Mais «The Bear» n’est pas qu’une série sur les gens. C’est aussi une série sur le travail. Ici, la cuisine devient une sorte de métaphore de la vie professionnelle en général et de sa violence, peut-être plus exacerbée dans ce milieu, quoique. Épuisement, harcèlement, humiliation… voici un portrait peu reluisant des coulisses des «métiers passions» dans lesquels tout est permis. Et Carmy a beau ne pas vouloir reproduire ce qu’il a subi ailleurs, force est de constater qu’il est très difficile de s’affranchir d’un système dysfonctionnel. Qu’importe qu’il s’évertue à appeler chacun des membres de sa brigade «chef» en signe de respect. Quand on baigne dans le stress, le chaos et la peur de la banqueroute, les sorties de route sont fréquentes.

La poésie du deuil

Enfin, «The Bear» est une extraordinaire série sur le deuil et ce qui va avec, du déni à la colère. Certains brûlent d’amertume, d’autres s’abrutissent de travail, d’autres encore se laissent couler. Tous sont représentés tour à tour par les personnages de la série, hantés par une disparition. Qu’une fiction aussi pleine (d’images, de bruits, de dialogues) réussisse à faire ressentir l’absence est un véritable tour de force. Et le monologue de Carmy qui ouvre le dernier épisode restera comme l’une des séquences les plus remuantes vues dans une série depuis fort longtemps.
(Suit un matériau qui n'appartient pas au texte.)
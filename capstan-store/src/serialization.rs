//! Flat hash serialization of execution graphs
//!
//! An execution is one keyed hash record. Stage and task data live under
//! `stage.{stageId}.{field}` paths inside that record so a stage update
//! never rewrites unrelated stages; authoritative stage order lives in a
//! companion list key. Nested structures (trigger, paused details, context,
//! outputs, tasks) are stored as JSON; scalars are stored as plain strings.

use std::collections::{BTreeSet, HashMap};

use capstan_core::domain::{
    Execution, ExecutionStatus, ExecutionType, PausedDetails, Stage, SyntheticStageOwner, Task,
    Trigger,
};

use crate::error::{RepositoryError, RepositoryResult};

/// Serialized fields. `None` values mark fields to clear from the stored
/// hash on partial updates.
pub type FieldMap = HashMap<String, Option<String>>;

/// Splits a field map into the values to write and the fields to delete.
pub fn split_fields(map: FieldMap) -> (HashMap<String, String>, Vec<String>) {
    let mut set = HashMap::with_capacity(map.len());
    let mut clear = Vec::new();
    for (key, value) in map {
        match value {
            Some(value) => {
                set.insert(key, value);
            }
            None => clear.push(key),
        }
    }
    (set, clear)
}

pub fn serialize_execution(execution: &Execution) -> RepositoryResult<FieldMap> {
    let mut map = FieldMap::new();
    map.insert("application".to_string(), Some(execution.application.clone()));
    map.insert("canceled".to_string(), Some(execution.canceled.to_string()));
    map.insert("canceledBy".to_string(), execution.canceled_by.clone());
    map.insert(
        "cancellationReason".to_string(),
        execution.cancellation_reason.clone(),
    );
    map.insert(
        "limitConcurrent".to_string(),
        Some(execution.limit_concurrent.to_string()),
    );
    map.insert(
        "keepWaitingPipelines".to_string(),
        Some(execution.keep_waiting_pipelines.to_string()),
    );
    map.insert(
        "buildTime".to_string(),
        execution.build_time.map(|t| t.to_string()),
    );
    map.insert(
        "startTime".to_string(),
        execution.start_time.map(|t| t.to_string()),
    );
    map.insert(
        "endTime".to_string(),
        execution.end_time.map(|t| t.to_string()),
    );
    map.insert(
        "startTimeExpiry".to_string(),
        execution.start_time_expiry.map(|t| t.to_string()),
    );
    map.insert("status".to_string(), Some(execution.status.to_string()));
    map.insert("origin".to_string(), execution.origin.clone());
    map.insert(
        "paused".to_string(),
        match &execution.paused {
            Some(paused) => Some(to_json(&execution.id, None, paused)?),
            None => None,
        },
    );
    map.insert(
        "trigger".to_string(),
        Some(to_json(&execution.id, None, &execution.trigger)?),
    );

    for stage in &execution.stages {
        map.extend(serialize_stage(&execution.id, stage)?);
    }

    match execution.execution_type {
        ExecutionType::Pipeline => {
            map.insert("name".to_string(), execution.name.clone());
            map.insert(
                "pipelineConfigId".to_string(),
                execution.pipeline_config_id.clone(),
            );
            map.insert(
                "initialConfig".to_string(),
                Some(to_json(&execution.id, None, &execution.initial_config)?),
            );
        }
        ExecutionType::Orchestration => {
            map.insert("description".to_string(), execution.description.clone());
        }
    }

    Ok(map)
}

pub fn serialize_stage(execution_id: &str, stage: &Stage) -> RepositoryResult<FieldMap> {
    let prefix = format!("stage.{}.", stage.id);
    let field = |name: &str| format!("{}{}", prefix, name);
    let stage_id = Some(stage.id.clone());

    let mut map = FieldMap::new();
    map.insert(field("refId"), stage.ref_id.clone());
    map.insert(field("type"), Some(stage.stage_type.clone()));
    map.insert(field("name"), stage.name.clone());
    map.insert(field("startTime"), stage.start_time.map(|t| t.to_string()));
    map.insert(field("endTime"), stage.end_time.map(|t| t.to_string()));
    map.insert(
        field("startTimeExpiry"),
        stage.start_time_expiry.map(|t| t.to_string()),
    );
    map.insert(
        field("scheduledTime"),
        stage.scheduled_time.map(|t| t.to_string()),
    );
    map.insert(field("status"), Some(stage.status.to_string()));
    map.insert(
        field("syntheticStageOwner"),
        stage.synthetic_stage_owner.map(|o| o.as_str().to_string()),
    );
    map.insert(field("parentStageId"), stage.parent_stage_id.clone());
    map.insert(
        field("requisiteStageRefIds"),
        if stage.requisite_stage_ref_ids.is_empty() {
            None
        } else {
            Some(
                stage
                    .requisite_stage_ref_ids
                    .iter()
                    .cloned()
                    .collect::<Vec<_>>()
                    .join(","),
            )
        },
    );
    map.insert(
        field("context"),
        Some(to_json(execution_id, stage_id.clone(), &stage.context)?),
    );
    map.insert(
        field("outputs"),
        Some(to_json(execution_id, stage_id.clone(), &stage.outputs)?),
    );
    map.insert(
        field("tasks"),
        Some(to_json(execution_id, stage_id.clone(), &stage.tasks)?),
    );
    map.insert(
        field("lastModified"),
        match &stage.last_modified {
            Some(details) => Some(to_json(execution_id, stage_id, details)?),
            None => None,
        },
    );

    Ok(map)
}

/// Rebuilds an execution from its flat record and the ordered stage ids.
pub fn build_execution(
    execution_type: ExecutionType,
    id: &str,
    map: &HashMap<String, String>,
    stage_ids: &[String],
) -> RepositoryResult<Execution> {
    let mut execution = Execution::new(
        execution_type,
        id,
        map.get("application").cloned().unwrap_or_default(),
    );

    execution.canceled = parse_bool(map.get("canceled"));
    execution.canceled_by = map.get("canceledBy").cloned();
    execution.cancellation_reason = map.get("cancellationReason").cloned();
    execution.limit_concurrent = parse_bool(map.get("limitConcurrent"));
    execution.keep_waiting_pipelines = parse_bool(map.get("keepWaitingPipelines"));
    execution.build_time = parse_i64(id, None, map.get("buildTime"))?;
    execution.start_time = parse_i64(id, None, map.get("startTime"))?;
    execution.end_time = parse_i64(id, None, map.get("endTime"))?;
    execution.start_time_expiry = parse_i64(id, None, map.get("startTimeExpiry"))?;
    execution.origin = map.get("origin").cloned();
    if let Some(status) = map.get("status") {
        execution.status = parse_status(id, None, status)?;
    }
    execution.paused = match map.get("paused") {
        Some(json) => Some(from_json::<PausedDetails>(id, None, json)?),
        None => None,
    };
    execution.trigger = match map.get("trigger") {
        Some(json) => from_json::<Trigger>(id, None, json)?,
        None => Trigger::default(),
    };

    for stage_id in stage_ids {
        execution.stages.push(build_stage(id, stage_id, map)?);
    }

    match execution_type {
        ExecutionType::Pipeline => {
            execution.name = map.get("name").cloned();
            execution.pipeline_config_id = map.get("pipelineConfigId").cloned();
            if let Some(json) = map.get("initialConfig") {
                execution.initial_config = from_json(id, None, json)?;
            }
        }
        ExecutionType::Orchestration => {
            execution.description = map.get("description").cloned();
        }
    }

    Ok(execution)
}

fn build_stage(
    execution_id: &str,
    stage_id: &str,
    map: &HashMap<String, String>,
) -> RepositoryResult<Stage> {
    let prefix = format!("stage.{}.", stage_id);
    let get = |name: &str| map.get(&format!("{}{}", prefix, name));
    let sid = Some(stage_id.to_string());

    let mut stage = Stage::default();
    stage.id = stage_id.to_string();
    stage.ref_id = get("refId").cloned();
    stage.stage_type = get("type").cloned().ok_or_else(|| {
        RepositoryError::serialization(execution_id, sid.clone(), "missing stage type")
    })?;
    stage.name = get("name").cloned();
    stage.start_time = parse_i64(execution_id, sid.clone(), get("startTime"))?;
    stage.end_time = parse_i64(execution_id, sid.clone(), get("endTime"))?;
    stage.start_time_expiry = parse_i64(execution_id, sid.clone(), get("startTimeExpiry"))?;
    stage.scheduled_time = parse_i64(execution_id, sid.clone(), get("scheduledTime"))?;
    stage.status = match get("status") {
        Some(status) => parse_status(execution_id, sid.clone(), status)?,
        None => ExecutionStatus::NotStarted,
    };
    stage.synthetic_stage_owner = match get("syntheticStageOwner") {
        Some(owner) => Some(SyntheticStageOwner::parse(owner).ok_or_else(|| {
            RepositoryError::serialization(
                execution_id,
                sid.clone(),
                format!("unknown synthetic stage owner: {}", owner),
            )
        })?),
        None => None,
    };
    stage.parent_stage_id = get("parentStageId").cloned();
    stage.requisite_stage_ref_ids = match get("requisiteStageRefIds") {
        Some(csv) if !csv.is_empty() => csv.split(',').map(|s| s.to_string()).collect(),
        _ => BTreeSet::new(),
    };
    if let Some(json) = get("context") {
        stage.context = from_json(execution_id, sid.clone(), json)?;
    }
    if let Some(json) = get("outputs") {
        stage.outputs = from_json(execution_id, sid.clone(), json)?;
    }
    if let Some(json) = get("tasks") {
        stage.tasks = from_json::<Vec<Task>>(execution_id, sid.clone(), json)?;
    }
    if let Some(json) = get("lastModified") {
        stage.last_modified = Some(from_json(execution_id, sid, json)?);
    }

    Ok(stage)
}

/// Recovers stage ids from serialized key paths for records whose ordered
/// index is empty (legacy/migrated data). The recovered order is
/// unspecified and best-effort.
pub fn extract_stage_ids(map: &HashMap<String, String>) -> Vec<String> {
    let mut ids = BTreeSet::new();
    for key in map.keys() {
        if let Some(rest) = key.strip_prefix("stage.") {
            if let Some((stage_id, _)) = rest.split_once('.') {
                ids.insert(stage_id.to_string());
            }
        }
    }
    ids.into_iter().collect()
}

fn parse_bool(value: Option<&String>) -> bool {
    value.map(|v| v == "true").unwrap_or(false)
}

fn parse_i64(
    execution_id: &str,
    stage_id: Option<String>,
    value: Option<&String>,
) -> RepositoryResult<Option<i64>> {
    match value {
        None => Ok(None),
        Some(raw) => raw.parse::<i64>().map(Some).map_err(|_| {
            RepositoryError::serialization(
                execution_id,
                stage_id,
                format!("malformed number: {}", raw),
            )
        }),
    }
}

fn parse_status(
    execution_id: &str,
    stage_id: Option<String>,
    value: &str,
) -> RepositoryResult<ExecutionStatus> {
    value
        .parse::<ExecutionStatus>()
        .map_err(|e| RepositoryError::serialization(execution_id, stage_id, e))
}

fn to_json<T: serde::Serialize>(
    execution_id: &str,
    stage_id: Option<String>,
    value: &T,
) -> RepositoryResult<String> {
    serde_json::to_string(value)
        .map_err(|e| RepositoryError::serialization(execution_id, stage_id, e.to_string()))
}

fn from_json<T: serde::de::DeserializeOwned>(
    execution_id: &str,
    stage_id: Option<String>,
    json: &str,
) -> RepositoryResult<T> {
    serde_json::from_str(json)
        .map_err(|e| RepositoryError::serialization(execution_id, stage_id, e.to_string()))
}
Si «The Bear» a autant de saveur, c’est donc d’abord parce qu’elle s’appuie sur de bons ingrédients, mais aussi parce qu’elle sait les lier entre eux. Les dialogues ne sont plus des dialogues, ce sont des conversations. Les ressorts narratifs disparaissent pour laisser la place à des interactions entre les personnages, eux-mêmes si brillamment réels qu’ils deviennent des personnes. Épuisante, la série est aussi intensément satisfaisante parce qu’elle revient à la quintessence de la fiction: la sublimation du banal.